We also recently bought a casio z120. It isnt as thin as the canon but it has a 7MP sensor and seems lovely to use. It also makes use of AA batteries so saves on the hassle of silly proprietary designs which cost a fortune!

Adam
post #12 of 20
I have the Kodak V530. The pictures are very clear. Has settings for snow background so you don't get the glare, Movie taking capabilities, 5 megapixl, pocket size. Sam's club has them for $229. Very nice camera for a little price.
post #13 of 20
I have the Casio elixim Z55. It's a great little camera for the price, and the size is perfect to stash in your ski coat!
-Snowmiser-
post #14 of 20
I have a Canon G3 that works extremely well. Before that I had a Fuji FinePix 2600.

ask yourself what size prints you expect to make, and what detail you want. those two things are the primary controlling factors when deciding what features you need from a digital camera. all the silly professional reviews talk about ergonomics etc., which are critical if you are a pro or superfrequent amateur photographer. but for the average photographer, it's easy to just learn the layout of whatever camera you buy.
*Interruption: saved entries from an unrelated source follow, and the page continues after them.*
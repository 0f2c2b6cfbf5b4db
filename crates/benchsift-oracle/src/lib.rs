//! Regression oracle: run a candidate's tests at base and head and decide
//! whether they separate the broken code from the fixed code.
//!
//! - [`TestRunner`]: one language's test tool, behind a trait
//! - [`RunnerRegistry`]: picks a runner from project marker files
//! - [`classify`](classify::classify): F2P / P2P / errored sets from two runs
//! - [`RegressionOracle`]: checkout, dual run, timeout and restore

pub mod classify;
pub mod exec;
pub mod oracle;
pub mod registry;
pub mod runner;
pub mod runners;

pub use classify::{classify, Classification};
pub use oracle::RegressionOracle;
pub use registry::RunnerRegistry;
pub use runner::{RunReport, SuiteStatus, TestRunner};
I found it easy to shop for digital cameras after I learned to focus on these criteria.

- size print desired
- level of detail wanted
- frequency of low-light/night photography
- mfr's durability/quality reputation
- price
post #15 of 20
There are several things that drive me nuts about most of the small digital point and shoots for ski use (or outdoor use in general). It is simple to find cameras that address one or two of these issues, but I am not aware of any that cover all the bases. If anyone knows of a small digital camera that addresses all of these, I'd sure love to know about it...

- Very short or no battery life in the cold
- Viewfinder totally washed out in bright light
- Shutter lag (fast skiers out of frame before camera reacts to button push)
- Weather/water resistance (+bonus for any way to address condensation)
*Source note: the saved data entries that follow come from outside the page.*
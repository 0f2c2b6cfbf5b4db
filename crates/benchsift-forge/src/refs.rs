//! Issue references and bot accounts recognised in PR metadata.

use benchsift_core::BenchsiftError;
use regex::Regex;

/// Well-known automation accounts that do not use the `[bot]` suffix.
const KNOWN_BOTS: &[&str] = &[
    "dependabot",
    "renovate",
    "codecov",
    "greenkeeper",
    "snyk-bot",
    "pyup-bot",
    "whitesource",
    "mergify",
    "stale",
    "github-actions",
    "allcontributors",
    "imgbot",
    "k8s-ci-robot",
    "k8s-bot",
    "k8s-mergebot",
];

/// Whether a login looks like an automation account.
///
/// # Examples
///
/// ```
/// use benchsift_forge::refs::is_bot_login;
///
/// assert!(is_bot_login("dependabot[bot]"));
/// assert!(is_bot_login("Renovate"));
/// assert!(!is_bot_login("octocat"));
/// assert!(!is_bot_login(""));
/// ```
pub fn is_bot_login(login: &str) -> bool {
    if login.is_empty() {
        return false;
    }
    if login.ends_with("[bot]") {
        return true;
    }
    let lower = login.to_ascii_lowercase();
    KNOWN_BOTS.contains(&lower.as_str())
}

/// Extracts issue numbers from free text for one forge host.
#[derive(Debug, Clone)]
pub struct IssueRefExtractor {
    short: Regex,
    url: Regex,
}

impl IssueRefExtractor {
    /// Recognise `#123` and `https://<host>/<owner>/<repo>/issues/123`.
    ///
    /// # Errors
    ///
    /// Returns [`BenchsiftError::Config`] if `host` yields an invalid pattern.
    pub fn new(host: &str) -> Result<Self, BenchsiftError> {
        let compile = |pattern: &str| {
            Regex::new(pattern)
                .map_err(|e| BenchsiftError::Config(format!("invalid issue pattern: {e}")))
        };
        Ok(Self {
            short: compile(r"#(\d+)")?,
            url: compile(&format!(
                r"https://{}/[A-Za-z0-9_.-]+/[A-Za-z0-9_.-]+/issues/(\d+)",
                regex::escape(host)
            ))?,
        })
    }

    /// Distinct issue numbers in `text`, ascending.
    ///
    /// # Examples
    ///
    /// ```
    /// use benchsift_forge::refs::IssueRefExtractor;
    ///
    /// let refs = IssueRefExtractor::new("github.com").unwrap();
    /// let text = "Fixes #12, see https://github.com/psf/requests/issues/7 and #12";
    /// assert_eq!(refs.extract(text), vec![7, 12]);
    /// ```
    pub fn extract(&self, text: &str) -> Vec<u64> {
        let mut numbers: Vec<u64> = self
            .short
            .captures_iter(text)
            .chain(self.url.captures_iter(text))
            .filter_map(|c| c.get(1)?.as_str().parse().ok())
            .collect();
        numbers.sort_unstable();
        numbers.dedup();
        numbers
    }
}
From my point of view, virtually all the mainstream cameras take pretty decent pictures when conditions are favorable.
post #16 of 20
Quote:
Originally Posted by spindrift
There are several things that drive me nuts about most of the small digital point and shoots for ski use (or outdoor use in general). It is simple to find cameras that address one or two of these issues, but I am not aware of any that cover all the bases. If anyone knows of a small digital camera that addresses all of these, I'd sure love to know about it...

- Very short or no battery life in the cold
- Viewfinder totally washed out in bright light
- Shutter lag (fast skiers out of frame before camera reacts to button push)
- Weather/water resistance (+bonus for any way to address condensation)
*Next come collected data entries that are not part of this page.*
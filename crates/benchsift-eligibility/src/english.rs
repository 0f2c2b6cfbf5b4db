//! A cheap "is this English" heuristic for PR titles and bodies.

/// Whether `text` reads as English.
///
/// Counts alphabetic characters and requires at least `threshold` of them
/// to be ASCII letters. Text with no letters at all (empty bodies, pure
/// code or numbers) passes.
///
/// # Examples
///
/// ```
/// use benchsift_eligibility::english::is_english;
///
/// assert!(is_english("Fix overflow when parsing large headers", 0.8));
/// assert!(is_english("", 0.8));
/// assert!(!is_english("修复解析大型标头时的溢出问题", 0.8));
/// ```
pub fn is_english(text: &str, threshold: f64) -> bool {
    let (ascii, total) = text
        .chars()
        .filter(|c| c.is_alphabetic())
        .fold((0usize, 0usize), |(ascii, total), c| {
            (ascii + usize::from(c.is_ascii_alphabetic()), total + 1)
        });
    if total == 0 {
        return true;
    }
    ascii as f64 / total as f64 >= threshold
}

/// Whitespace-separated word count.
pub fn word_count(text: &str) -> usize {
    text.split_whitespace().count()
}

#[cfg(test)]
mod tests {
    use super::*;

    #[test]
    fn accents_below_threshold_still_pass() {
        assert!(is_english("Handle café and naïve inputs in the tokenizer", 0.8));
    }

    #[test]
    fn mixed_script_fails_when_mostly_foreign() {
        assert!(!is_english("fix: исправить ошибку в парсере заголовков", 0.8));
    }

    #[test]
    fn digits_and_symbols_are_ignored() {
        assert!(is_english("1234 + 5678 == 6912 // 🚀", 0.8));
    }

    #[test]
    fn zero_threshold_accepts_anything() {
        assert!(is_english("日本語", 0.0));
    }

    #[test]
    fn counts_words() {
        assert_eq!(word_count("  one\ttwo\nthree  "), 3);
        assert_eq!(word_count(""), 0);
    }
}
From my point of view, virtually all the mainstream cameras take pretty decent pictures when conditions are favorable.
The Kodak V530 addresses three of these:
Lithium Ion Battery lasts a long time
Shutter is much faster than the old pics and the movie taking option on this camera keeps the real time movie, and as 9-12 individual pics(depending on movie length.)
It is not water resistant completely but it is definitely weather resistant. I have used it MANY times in rainy weather.

The only thing that is not addressed is the washout of the viewfinder. Can't help you there. You'd need to get a camera witha digital and optical lense for that, then you are getting in to something that isn't pocket size.
post #17 of 20
post #18 of 20

Look at: http://www.dpreview.com/

Hi ! Digital cameraes these days are in general of such high quality, that it is very hard to go wrong. A really good place to start is: http://www.dpreview.com/
post #19 of 20
I will second the Canon Elph. They are small and rugged. I used mine for a week in Switzerland. The Canon software is bullet-proof. The SL400 can probably be bought in your price range. I would suggest getting a big (512MB or 1 GB) flash chip so you can use the highest quality picture acquisition and not have to worry about downloading shots in the middle of a trip. I would also recommend a second battery. $300 is reasonable for the camera, but you really need the big chip and second battery which add to the cost.
post #20 of 20
Bought my wife a Cannon SD400 for Christmas. Extremely compact and takes great pics! Will easily fit into the ipod pocket found on many new jackets. I did a lot of research before buying this camera.